* Provided entries *
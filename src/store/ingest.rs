//! Turns recorded Esplora responses into relational rows.
//!
//! Every function runs inside the caller's SQL transaction, so a body that
//! fails to decode leaves no trace.

use rusqlite::{params, OptionalExtension, Transaction};
use serde::de::DeserializeOwned;
use tracing::debug;

use crate::error::StoreError;
use crate::esplora::{EsploraOutspend, EsploraTx, EsploraVout, Request};

use super::StoreResult;

pub(super) fn ingest(
    tx: &Transaction<'_>,
    request: &Request,
    path: &str,
    body: &str,
    page_size: usize,
) -> StoreResult<()> {
    match request {
        Request::Tx { .. } => {
            let esplora_tx: EsploraTx = decode(path, body)?;
            record_tx(tx, &esplora_tx)?;
        }
        Request::TxOutspends { txid } => {
            let outspends: Vec<EsploraOutspend> = decode(path, body)?;
            record_outspends(tx, txid, &outspends)?;
        }
        Request::AddressTxs { address, last_seen } => {
            let page: Vec<EsploraTx> = decode(path, body)?;
            let mut ids = Vec::with_capacity(page.len());
            for esplora_tx in &page {
                ids.push(record_tx(tx, esplora_tx)?);
            }
            record_history_page(tx, address, last_seen.is_some(), &ids, page_size)?;
        }
        Request::TipHeight => {
            let height: u64 = decode(path, body)?;
            tx.execute(
                "INSERT INTO chain_tip (id, height) VALUES (1, ?1)
                 ON CONFLICT (id) DO UPDATE SET height = MAX(height, excluded.height)",
                [height as i64],
            )?;
        }
    }
    Ok(())
}

fn decode<T: DeserializeOwned>(path: &str, body: &str) -> StoreResult<T> {
    serde_json::from_str(body).map_err(|source| StoreError::Decode {
        path: path.to_string(),
        source,
    })
}

fn ensure_tx(tx: &Transaction<'_>, txid: &str) -> StoreResult<i64> {
    tx.execute("INSERT OR IGNORE INTO tx (txid) VALUES (?1)", [txid])?;
    Ok(tx.query_row("SELECT id FROM tx WHERE txid = ?1", [txid], |row| row.get(0))?)
}

/// Finds the script by scriptpubkey, adopting a row previously created from
/// its address alone.
fn ensure_script(tx: &Transaction<'_>, vout: &EsploraVout) -> StoreResult<i64> {
    let existing: Option<i64> = tx
        .query_row(
            "SELECT id FROM script WHERE scriptpubkey = ?1",
            [&vout.scriptpubkey],
            |row| row.get(0),
        )
        .optional()?;
    if let Some(id) = existing {
        if let Some(address) = &vout.scriptpubkey_address {
            tx.execute(
                "UPDATE script SET address = ?2 WHERE id = ?1 AND address IS NULL",
                params![id, address],
            )?;
        }
        return Ok(id);
    }
    if let Some(address) = &vout.scriptpubkey_address {
        let by_address: Option<i64> = tx
            .query_row("SELECT id FROM script WHERE address = ?1", [address], |row| {
                row.get(0)
            })
            .optional()?;
        if let Some(id) = by_address {
            tx.execute(
                "UPDATE script SET scriptpubkey = ?2 WHERE id = ?1",
                params![id, vout.scriptpubkey],
            )?;
            return Ok(id);
        }
    }
    tx.execute(
        "INSERT INTO script (scriptpubkey, address) VALUES (?1, ?2)",
        params![vout.scriptpubkey, vout.scriptpubkey_address],
    )?;
    Ok(tx.last_insert_rowid())
}

fn ensure_script_address(tx: &Transaction<'_>, address: &str) -> StoreResult<i64> {
    tx.execute("INSERT OR IGNORE INTO script (address) VALUES (?1)", [address])?;
    Ok(tx.query_row("SELECT id FROM script WHERE address = ?1", [address], |row| {
        row.get(0)
    })?)
}

fn ensure_output(
    tx: &Transaction<'_>,
    funding_tx_id: i64,
    vout: u32,
    data: Option<&EsploraVout>,
) -> StoreResult<i64> {
    let script_id = data.map(|vout| ensure_script(tx, vout)).transpose()?;
    tx.execute(
        "INSERT INTO output (funding_tx_id, vout, script_id, sats) VALUES (?1, ?2, ?3, ?4)
         ON CONFLICT (funding_tx_id, vout) DO UPDATE SET
             script_id = COALESCE(excluded.script_id, script_id),
             sats = COALESCE(excluded.sats, sats)",
        params![
            funding_tx_id,
            vout,
            script_id,
            data.map(|vout| vout.value as i64)
        ],
    )?;
    Ok(tx.query_row(
        "SELECT id FROM output WHERE funding_tx_id = ?1 AND vout = ?2",
        params![funding_tx_id, vout],
        |row| row.get(0),
    )?)
}

fn record_input(tx: &Transaction<'_>, output_id: i64, spending_tx_id: i64, vin: u32) -> StoreResult<()> {
    tx.execute(
        "INSERT INTO input (output_id, spending_tx_id, vin) VALUES (?1, ?2, ?3)
         ON CONFLICT (output_id) DO NOTHING",
        params![output_id, spending_tx_id, vin],
    )?;
    Ok(())
}

fn record_tx(tx: &Transaction<'_>, esplora_tx: &EsploraTx) -> StoreResult<i64> {
    let id = ensure_tx(tx, &esplora_tx.txid)?;
    let spends: Vec<_> = esplora_tx.vin.iter().filter(|vin| !vin.is_coinbase).collect();
    tx.execute(
        "UPDATE tx SET height = COALESCE(?2, height), input_count = ?3, output_count = ?4
         WHERE id = ?1",
        params![
            id,
            esplora_tx.status.block_height.map(|h| h as i64),
            spends.len() as i64,
            esplora_tx.vout.len() as i64
        ],
    )?;
    for (vout, data) in esplora_tx.vout.iter().enumerate() {
        ensure_output(tx, id, vout as u32, Some(data))?;
    }
    for (vin, spend) in spends.into_iter().enumerate() {
        let funding_tx_id = ensure_tx(tx, &spend.txid)?;
        let output_id = ensure_output(tx, funding_tx_id, spend.vout, spend.prevout.as_ref())?;
        record_input(tx, output_id, id, vin as u32)?;
    }
    debug!(txid = %esplora_tx.txid, id, "ingested tx");
    Ok(id)
}

fn record_outspends(tx: &Transaction<'_>, txid: &str, outspends: &[EsploraOutspend]) -> StoreResult<()> {
    let funding_tx_id = ensure_tx(tx, txid)?;
    let funding_height: Option<i64> =
        tx.query_row("SELECT height FROM tx WHERE id = ?1", [funding_tx_id], |row| row.get(0))?;
    let tip: Option<i64> = tx
        .query_row("SELECT height FROM chain_tip WHERE id = 1", [], |row| row.get(0))
        .optional()?;
    for (vout, outspend) in outspends.iter().enumerate() {
        let output_id = ensure_output(tx, funding_tx_id, vout as u32, None)?;
        match (&outspend.txid, outspend.vin) {
            (Some(spender), Some(vin)) if outspend.spent => {
                let spending_tx_id = ensure_tx(tx, spender)?;
                if let Some(height) = outspend.status.as_ref().and_then(|s| s.block_height) {
                    tx.execute(
                        "UPDATE tx SET height = ?2 WHERE id = ?1",
                        params![spending_tx_id, height as i64],
                    )?;
                }
                record_input(tx, output_id, spending_tx_id, vin)?;
            }
            _ => {
                if let Some(height) = tip.or(funding_height) {
                    tx.execute(
                        "UPDATE output SET unspent_height = MAX(COALESCE(unspent_height, 0), ?2)
                         WHERE id = ?1",
                        params![output_id, height],
                    )?;
                }
            }
        }
    }
    debug!(txid, outputs = outspends.len(), "ingested outspends");
    Ok(())
}

/// Updates the pagination bookkeeping of `address` after one history page.
///
/// Pages list transactions newest first. The first page of a cycle records
/// the chain tip as the read height. The last page (short, or reaching the
/// previous bound) moves the bound to the cycle's newest transaction and
/// clears the in-progress markers.
fn record_history_page(
    tx: &Transaction<'_>,
    address: &str,
    continuation: bool,
    page: &[i64],
    page_size: usize,
) -> StoreResult<()> {
    let script_id = ensure_script_address(tx, address)?;
    let (bound, newest, read_height): (Option<i64>, Option<i64>, Option<i64>) = tx.query_row(
        "SELECT contiguous_bound_tx_id, fetch_newest_tx_id, fetch_newest_tx_read_height
         FROM script WHERE id = ?1",
        [script_id],
        |row| Ok((row.get(0)?, row.get(1)?, row.get(2)?)),
    )?;

    let (newest, read_height) = if continuation {
        (newest, read_height)
    } else {
        let tip: Option<i64> = tx
            .query_row("SELECT height FROM chain_tip WHERE id = 1", [], |row| row.get(0))
            .optional()?;
        let mut page_height: Option<i64> = None;
        for id in page {
            let height: Option<i64> =
                tx.query_row("SELECT height FROM tx WHERE id = ?1", [id], |row| row.get(0))?;
            page_height = page_height.max(height);
        }
        let read_height = tip.or(page_height).or(read_height).unwrap_or(0);
        (page.first().copied(), Some(read_height))
    };

    let reached_bound = bound.is_some_and(|bound| page.contains(&bound));
    if page.len() < page_size || reached_bound {
        tx.execute(
            "UPDATE script SET contiguous_bound_tx_id = ?2, fetch_newest_tx_id = NULL,
                 fetch_newest_tx_read_height = ?3, fetch_oldest_tx_id = NULL
             WHERE id = ?1",
            params![script_id, newest.or(bound), read_height],
        )?;
        debug!(address, "history complete");
    } else {
        tx.execute(
            "UPDATE script SET fetch_newest_tx_id = ?2, fetch_newest_tx_read_height = ?3,
                 fetch_oldest_tx_id = ?4
             WHERE id = ?1",
            params![script_id, newest, read_height, page.last().copied()],
        )?;
        debug!(address, rows = page.len(), "history page");
    }
    Ok(())
}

* Problem to work on *
Go through the data, and copy each line in which the word "EsploraVout" appears.

* Exercise answer *
use crate::esplora::{EsploraOutspend, EsploraTx, EsploraVout, Request};
fn ensure_script(tx: &Transaction<'_>, vout: &EsploraVout) -> StoreResult<i64> {
    data: Option<&EsploraVout>,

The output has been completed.